» ACTION ITEM
All lines holding the word "that" are to be copied from the records beneath.

» GIVEN RECORDS
//! Persistence operations for dynamic entities.
//!
//! These delegate SQL construction and execution to the database layer;
//! the entity only contributes its resolved binding and attribute bag.

use itertools::Itertools;
use sqlx::{Any, AnyPool, QueryBuilder};
use tracing::debug;

use crate::{
    connection,
    entity::{DynamicEntity, kind::EntityKind},
    error::Error,
    query::{PushToQuery, cond::Cond},
    registry,
    schema::SchemaIntrospector,
    value::ScalarValue,
};

impl<K> DynamicEntity<K>
where
    K: EntityKind,
{
    /// Persist this instance: an `INSERT` when it does not exist in the
    /// database yet, otherwise an `UPDATE` of all attributes by key.
    ///
    /// After an insert into a table with an auto-incrementing key, the key
    /// attribute is back-filled from the generated value when the driver
    /// reports one.
    ///
    /// # Errors
    ///
    /// [`Error::MissingKeyValue`] when updating without a key value;
    /// database failures pass through.
    pub async fn save(&mut self, pool: &AnyPool) -> Result<(), Error> {
        if self.exists {
            self.update_row(pool).await
        } else {
            self.insert_row(pool).await
        }
    }

    async fn insert_row(&mut self, pool: &AnyPool) -> Result<(), Error> {
        let key_column = self.binding.primary_key().to_string();
        let values = self
            .attributes
            .iter()
            .filter(|(name, value)| !(**name == key_column && value.is_null()))
            .collect::<Vec<_>>();

        let mut builder = QueryBuilder::<Any>::new(format!("INSERT INTO \"{}\" ", self.table()));

        if values.is_empty() {
            builder.push("DEFAULT VALUES");
        } else {
            builder.push("(");
            builder.push(values.iter().map(|(name, _)| format!("\"{name}\"")).join(", "));
            builder.push(") VALUES (");
            values.iter().enumerate().for_each(|(i, (_, value))| {
                if i > 0 {
                    builder.push(", ");
                }
                value.push_to(&mut builder);
            });
            builder.push(")");
        }

        let result = builder.build().execute(pool).await?;

        if self.binding.incrementing() && self.key().is_none()
            && let Some(id) = result.last_insert_id()
        {
            self.set_attribute(&key_column, id);
        }

        self.exists = true;

        Ok(())
    }

    async fn update_row(&self, pool: &AnyPool) -> Result<(), Error> {
        let key_column = self.binding.primary_key().to_string();
        let key = self
            .key()
            .ok_or_else(|| Error::MissingKeyValue(key_column.clone()))?
            .clone();

        let values = self
            .attributes
            .iter()
            .filter(|(name, _)| **name != key_column)
            .collect::<Vec<_>>();

        if values.is_empty() {
            return Ok(());
        }

        let mut builder = QueryBuilder::<Any>::new(format!("UPDATE \"{}\" SET ", self.table()));

        values.iter().enumerate().for_each(|(i, (name, value))| {
            if i > 0 {
                builder.push(", ");
            }
            builder.push(format_args!("\"{name}\" = "));
            value.push_to(&mut builder);
        });

        builder.push(format_args!(" WHERE \"{key_column}\" = "));
        key.push_to(&mut builder);

        builder.build().execute(pool).await?;

        Ok(())
    }

    /// Delete this record. Returns whether a row was actually removed.
    ///
    /// # Errors
    ///
    /// [`Error::MissingKeyValue`] when the instance carries no key value;
    /// database failures pass through.
    pub async fn delete(&self, pool: &AnyPool) -> Result<bool, Error> {
        let key_column = self.binding.primary_key().to_string();
        let key = self
            .key()
            .ok_or(Error::MissingKeyValue(key_column.clone()))?
            .clone();

        let mut builder = QueryBuilder::<Any>::new(format!(
            "DELETE FROM \"{}\" WHERE \"{key_column}\" = ",
            self.table()
        ));
        key.push_to(&mut builder);

        let result = builder.build().execute(pool).await?;

        Ok(result.rows_affected() > 0)
    }

    /// Delete the records whose primary key is in `ids`, each one
    /// individually, on the connection this kind was last bound through.
    /// Returns the number of rows actually removed; keys that match no
    /// row are simply not counted.
    ///
    /// An empty id list returns 0 without touching the database.
    ///
    /// # Errors
    ///
    /// See [`DynamicEntity::rebind`]; database failures pass through.
    pub async fn destroy<I>(ids: I) -> Result<u64, Error>
    where
        I: IntoIterator,
        I::Item: Into<ScalarValue>,
    {
        let ids = ids.into_iter().map(Into::into).collect::<Vec<_>>();
        if ids.is_empty() {
            return Ok(0);
        }

        let last = registry::last_bound::<K>()?;
        let handle = connection::handle(last.connection.as_deref())?;
        let entity = Self::rebind().await?;

        entity.destroy_ids(handle.pool(), ids).await
    }

    /// [`Self::destroy`] through an explicit schema introspector and pool.
    ///
    /// # Errors
    ///
    /// See [`Self::destroy`].
    pub async fn destroy_with<S, I>(schema: &S, pool: &AnyPool, ids: I) -> Result<u64, Error>
    where
        S: SchemaIntrospector,
        I: IntoIterator,
        I::Item: Into<ScalarValue>,
    {
        let ids = ids.into_iter().map(Into::into).collect::<Vec<_>>();
        if ids.is_empty() {
            return Ok(0);
        }

        let entity = Self::rebind_with(schema).await?;

        entity.destroy_ids(pool, ids).await
    }

    async fn destroy_ids(self, pool: &AnyPool, ids: Vec<ScalarValue>) -> Result<u64, Error> {
        let key_column = self.binding.primary_key().to_string();

        let matching = self
            .select()
            .filter(Cond::is_in(&key_column, ids))
            .all(pool)
            .await?;

        let mut removed = 0;
        for record in matching {
            if record.delete(pool).await? {
                removed += 1;
            }
        }

        debug!(kind = K::NAME, table = self.table(), removed, "bulk delete finished");

        Ok(removed)
    }
}
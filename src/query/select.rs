use std::{marker::PhantomData, sync::Arc};

use futures::StreamExt;
use sqlx::{AnyPool, QueryBuilder};

use crate::{
    entity::{
        DynamicEntity,
        binding::Binding,
        kind::{DefaultKind, EntityKind},
    },
    error::Error,
    query::{BinaryExpr, BinaryExprOperand, BracketsExpr, PushToQuery, cond::Cond},
};

/// A `SELECT` statement scoped to the table a dynamic entity resolved at
/// bind time. Every row it returns hydrates into an entity carrying the
/// same binding that produced the statement.
pub struct Select<K = DefaultKind>
where
    K: EntityKind,
{
    marker: PhantomData<K>,
    binding: Binding,
    conditions: Vec<Arc<dyn PushToQuery>>,
}

impl<K> Select<K>
where
    K: EntityKind,
{
    pub(crate) fn new(binding: Binding) -> Self {
        Self {
            marker: PhantomData,
            binding,
            conditions: vec![],
        }
    }

    /// The binding this statement is scoped to.
    #[must_use]
    pub const fn binding(&self) -> &Binding {
        &self.binding
    }

    /// Append a new `WHERE` condition using an `AND` statement as glue. The passed condition is
    /// wrapped in `()` brackets.
    #[must_use]
    pub fn filter(mut self, condition: Cond) -> Self {
        self.conditions.push(Arc::new(condition));
        self
    }

    /// Scope the statement to a single record by its primary key value.
    #[must_use]
    pub fn by_key(self, key: impl Into<crate::value::ScalarValue>) -> Self {
        let column = self.binding.primary_key().to_string();
        self.filter(Cond::eq(&column, key))
    }

    /// Return the raw SQL query of this statement. Note that the returned query is
    /// backend-agnostic, e.g. query parameters will be substituted with `?` instead of `$1` (in
    /// the case of postgres).
    ///
    /// This is mainly useful for debugging purposes, and not intended to produce queries to be run
    /// on an actual database.
    #[must_use]
    pub fn query(&self) -> String {
        let mut builder = QueryBuilder::new("");
        self.push_to(&mut builder);
        builder.into_sql()
    }

    /// Execute the query, returning a single result.
    ///
    /// # Errors
    ///
    /// If no entry could be found, or if there's been a problem communicating with the database.
    /// See [`sqlx::Error`] for more information.
    pub async fn one(self, pool: &AnyPool) -> Result<DynamicEntity<K>, Error> {
        let mut builder = QueryBuilder::new("");
        self.push_to(&mut builder);

        let row = builder.build().fetch_one(pool).await?;
        DynamicEntity::hydrate(self.binding.clone(), &row)
    }

    /// Execute the query, returning all results.
    ///
    /// # Errors
    ///
    /// If there's been a problem communicating with the database. See [`sqlx::Error`] for more
    /// information.
    pub async fn all(self, pool: &AnyPool) -> Result<Vec<DynamicEntity<K>>, Error> {
        let mut builder = QueryBuilder::new("");
        self.push_to(&mut builder);

        let rows = builder
            .build()
            .fetch(pool)
            .collect::<Vec<_>>()
            .await
            .into_iter()
            .collect::<Result<Vec<_>, _>>()?;

        rows.iter()
            .map(|row| DynamicEntity::hydrate(self.binding.clone(), row))
            .collect()
    }
}

impl<K> PushToQuery for Select<K>
where
    K: EntityKind,
{
    // Unwraps are checked beforehand
    #[allow(clippy::unwrap_used)]
    fn push_to(&self, builder: &mut QueryBuilder<'_, sqlx::Any>) {
        builder.push(format_args!(
            "SELECT * FROM \"{}\"",
            self.binding.table()
        ));

        if !self.conditions.is_empty() {
            let mut conditions = self.conditions.clone();

            builder.push(" WHERE ");
            if self.conditions.len() == 1 {
                BracketsExpr::new(conditions.pop().unwrap()).push_to(builder);
            } else {
                let left: Box<dyn PushToQuery> =
                    Box::new(BracketsExpr::new(conditions.pop().unwrap()));
                let right: Box<dyn PushToQuery> =
                    Box::new(BracketsExpr::new(conditions.pop().unwrap()));
                let init = BinaryExpr::new(left, right, BinaryExprOperand::And);
                let cond = conditions.into_iter().fold(init, |acc, curr| {
                    BinaryExpr::new(
                        Box::new(acc) as Box<dyn PushToQuery>,
                        Box::new(BracketsExpr::new(curr)) as Box<dyn PushToQuery>,
                        BinaryExprOperand::And,
                    )
                });
                cond.push_to(builder);
            }
        }
    }
}

#[cfg(test)]
mod test {
    use super::Select;
    use crate::{
        entity::{binding::Binding, kind::DefaultKind},
        query::cond::Cond,
    };

    fn widgets_binding() -> Binding {
        Binding::for_tests("widgets", None, "widget_id", crate::entity::binding::KeyType::Integer, true)
    }

    #[test]
    fn test_bare_select() {
        let select = Select::<DefaultKind>::new(widgets_binding());
        assert_eq!(select.query(), "SELECT * FROM \"widgets\"");
    }

    #[test]
    fn test_single_condition() {
        let select = Select::<DefaultKind>::new(widgets_binding()).filter(Cond::eq("name", "bolt"));
        assert_eq!(
            select.query(),
            "SELECT * FROM \"widgets\" WHERE (\"name\" = ?)"
        );
    }

    #[test]
    fn test_conditions_are_and_glued() {
        let select = Select::<DefaultKind>::new(widgets_binding())
            .filter(Cond::gt("qty", 5))
            .filter(Cond::like("name", "bolt%"))
            .filter(Cond::is_not_null("weight"));
        let query = select.query();

        assert!(query.starts_with("SELECT * FROM \"widgets\" WHERE "));
        assert_eq!(query.matches(" AND ").count(), 2);
        assert!(query.contains("(\"qty\" > ?)"));
        assert!(query.contains("(\"name\" LIKE ?)"));
        assert!(query.contains("(\"weight\" IS NOT NULL)"));
    }

    #[test]
    fn test_by_key_uses_resolved_key_column() {
        let select = Select::<DefaultKind>::new(widgets_binding()).by_key(7);
        assert_eq!(
            select.query(),
            "SELECT * FROM \"widgets\" WHERE (\"widget_id\" = ?)"
        );
    }
}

» WRITTEN SOLUTION
    /// Returns the number of rows actually removed; keys that match no
/// same binding that produced the statement.
    /// Return the raw SQL query of this statement. Note that the returned query is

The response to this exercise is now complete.